1865 - Make no sudden moves. Those guys with the dark glasses and the earphone in one ear could be watching ... even here on the web! Ever wonder why U.S. Secret Service agents pictured in movies talk into their hands? Is it to stifle a cough? Is it because Mr. Microphone is hidden in the palm of their hand? Is it because they just like talking into their hand? We’ll go with Mr. Microphone. Anyway, it was on this day that the United States Secret Service was created. At first, the agency was only responsible for protecting against the counterfeiting of U.S. currency. In 1901, following the assassination of President William McKinley, the Secret Service began protecting the President of the U.S. The scope of responsibility for the Secret Service has grown enormously over the years. This arm of the U.S. Treasury is now also responsible for guarding the White House, the Executive Office Building, the Treasury building and annex along with all the billions of $$$ stored in its vaults.

1916 - Adeline and Augusta Van Buren started on the first successful transcontinental motorcycle tour attempted by two women. The bikers left New York City this day and arrived in San Diego, CA on September 12th.

1934 - "Love in Bloom", sung by Bing Crosby with Irving Aaronson’s orchestra, was recorded for Brunswick Records in Los Angeles. The song was fairly popular, but became a much bigger success when comedian Jack Benny made it a popular standard.

1943 - "The Adventures of Nero Wolfe" debuted on the Blue Network. Nero Wolfe was “the detective genius who rated the knife and fork the greates tools ever invented by man.” The ‘gargantuan gourmet’ continued on the radio until 1951.

1946 - The first two-piece brief swimsuit was shown in public. The bikini was worn by a model at a press party. According to our Bikini Encyclopedia, it wasn’t long before the creation of Louis Réard went from making the rounds of media events to the beaches of the world. Mr. Réard, incidentally, called his bikini creation, “four triangles of nothing.”
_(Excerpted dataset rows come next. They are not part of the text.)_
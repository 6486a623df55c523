//! 模拟会话
//!
//! 从配置文件装配带模拟硬件的 [`AceSystem`]，并在命令接口之外
//! 提供一组小写的模拟命令（打印状态、传感器边沿、选择器漂移等）。

use ace_sdk::client::commands::COMMANDS;
use ace_sdk::driver::SensorEvent;
use ace_sdk::driver::mock::SimulatedSelector;
use ace_sdk::simulation::Simulation;
use ace_sdk::{AceConfig, AceSystem};
use anyhow::{Context, Result, anyhow, bail};
use std::path::Path;
use std::sync::Arc;
use std::time::Instant;

/// 模拟命令说明
pub const SIM_COMMANDS: [(&str, &str); 12] = [
    ("printing on|off", "Set the simulated print state"),
    ("paused on|off", "Pause or resume the simulated print"),
    ("toolchange on|off", "Mark a tool change in progress"),
    ("current <lane>|none", "Set the lane the printer is using"),
    ("activate <lane>", "Bind a lane to its tension controller"),
    ("release <lane>", "Unbind a lane from its tension controller"),
    ("edge <pin> 0|1", "Inject a sensor edge and process it"),
    ("drift <unit> <pos>", "Move the simulated selector by hand"),
    ("break <unit>", "Break the home switch of a unit"),
    ("moves <unit>", "Show selector moves issued so far"),
    ("feeds <stepper>", "Show drive moves issued so far"),
    ("status", "Print the system status as JSON"),
];

/// 带模拟硬件的系统
pub struct Session {
    system: AceSystem,
    sim: Simulation,
}

impl Session {
    /// 加载配置并装配系统
    pub fn load(path: impl AsRef<Path>) -> Result<Self> {
        let path = path.as_ref();
        let config = AceConfig::load(path)
            .with_context(|| format!("Failed to load config {}", path.display()))?;
        Self::from_config(&config)
    }

    pub fn from_config(config: &AceConfig) -> Result<Self> {
        let (mut hardware, sim) = Simulation::hardware(config);
        let system = AceSystem::from_config(config, &mut hardware)?;
        Ok(Self { system, sim })
    }

    pub fn system(&self) -> &AceSystem {
        &self.system
    }

    /// 执行一行输入，返回输出行
    ///
    /// 小写关键字为模拟命令，其余交给命令接口。
    pub fn handle(&self, line: &str) -> Result<Vec<String>> {
        let parts: Vec<&str> = line.split_whitespace().collect();
        let Some(&keyword) = parts.first() else {
            return Ok(Vec::new());
        };

        match keyword {
            "printing" => {
                self.sim.print.set_printing(switch_arg(&parts)?);
                Ok(vec![format!("printing: {}", parts[1])])
            },
            "paused" => {
                self.sim.print.set_paused(switch_arg(&parts)?);
                Ok(vec![format!("paused: {}", parts[1])])
            },
            "toolchange" => {
                self.sim.print.set_toolchange(switch_arg(&parts)?);
                Ok(vec![format!("toolchange: {}", parts[1])])
            },
            "current" => {
                let lane = arg(&parts, 1, "lane")?;
                let lane = (lane != "none").then(|| lane.to_string());
                self.sim.print.set_current_lane(lane.clone());
                Ok(vec![format!(
                    "current lane: {}",
                    lane.as_deref().unwrap_or("none")
                )])
            },
            "activate" => {
                let lane = arg(&parts, 1, "lane")?;
                let message = match self.system.activate_lane(lane)? {
                    Some(tension) => format!("{} bound to {}", lane, tension),
                    None => format!("{} has no tension controller", lane),
                };
                Ok(vec![message])
            },
            "release" => {
                let lane = arg(&parts, 1, "lane")?;
                self.system.release_lane(lane)?;
                Ok(vec![format!("{} released", lane)])
            },
            "edge" => {
                let pin = arg(&parts, 1, "pin")?;
                let state = match arg(&parts, 2, "state")? {
                    "1" | "on" => true,
                    "0" | "off" => false,
                    other => bail!("Invalid edge state '{}', expected 0 or 1", other),
                };
                self.system
                    .sensor_sender()
                    .publish(SensorEvent::new(pin, state, Instant::now()))?;
                let handled = self.system.run_pending();
                Ok(vec![format!("{} -> {} ({} events)", pin, u8::from(state), handled)])
            },
            "drift" => {
                let selector = self.selector(arg(&parts, 1, "unit")?)?;
                let position: f64 = arg(&parts, 2, "position")?
                    .parse()
                    .context("Invalid selector position")?;
                selector.set_position(position);
                Ok(vec![format!("selector at {}", position)])
            },
            "break" => {
                let unit = arg(&parts, 1, "unit")?;
                self.selector(unit)?.break_home_switch();
                Ok(vec![format!("{} home switch broken", unit)])
            },
            "moves" => {
                let selector = self.selector(arg(&parts, 1, "unit")?)?;
                Ok(vec![format!(
                    "{:?} (position {})",
                    selector.distances(),
                    selector.position()
                )])
            },
            "feeds" => {
                let name = arg(&parts, 1, "stepper")?;
                let drive = self
                    .sim
                    .drive(name)
                    .ok_or_else(|| anyhow!("Unknown drive stepper '{}'", name))?;
                Ok(vec![format!("{:?}", drive.distances())])
            },
            "status" => {
                let json = serde_json::to_string_pretty(&self.system.status())?;
                Ok(json.lines().map(str::to_string).collect())
            },
            _ => Ok(self.system.execute(line)?.lines),
        }
    }

    fn selector(&self, unit: &str) -> Result<&Arc<SimulatedSelector>> {
        self.sim
            .selector(unit)
            .ok_or_else(|| anyhow!("Unknown unit '{}'", unit))
    }
}

/// 帮助文本
pub fn help_lines() -> Vec<String> {
    let mut lines = vec!["Commands:".to_string()];
    lines.extend(
        COMMANDS
            .iter()
            .map(|(name, help)| format!("  {:<24} {}", name, help)),
    );
    lines.push("Simulation:".to_string());
    lines.extend(
        SIM_COMMANDS
            .iter()
            .map(|(name, help)| format!("  {:<24} {}", name, help)),
    );
    lines
}

fn arg<'a>(parts: &[&'a str], index: usize, name: &str) -> Result<&'a str> {
    parts
        .get(index)
        .copied()
        .ok_or_else(|| anyhow!("Missing <{}> for '{}'", name, parts[0]))
}

fn switch_arg(parts: &[&str]) -> Result<bool> {
    match arg(parts, 1, "on|off")? {
        "on" | "1" | "true" => Ok(true),
        "off" | "0" | "false" => Ok(false),
        other => bail!("Expected on or off, got '{}'", other),
    }
}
1947 - The first black baseball player in the American League joined the lineup of the Cleveland Indians. Larry Doby played his first game against the Chicago White Sox. He played for both the Indians and the White Sox during his 13-year, major-league career.

1948 - "My Favorite Husband", with Lucille Ball, became the gifted redhead’s first regular radio program on CBS. Lee Bowman, and later, Richard Denning, co-starred with Lucy as “two people who live together and like it.”

1951 - "The Silver Eagle" debuted on ABC radio as a late entry into radio’s action-adventure lineup. Jim Ameche starred as Jim West. The program continued for four years and marked the last of radio’s long list of adventure shows.

1951 - Dr. William Shockley announced that he had invented a working and efficient junction transistor at the Bell Telephone Laboratories in Murray Hill, NJ.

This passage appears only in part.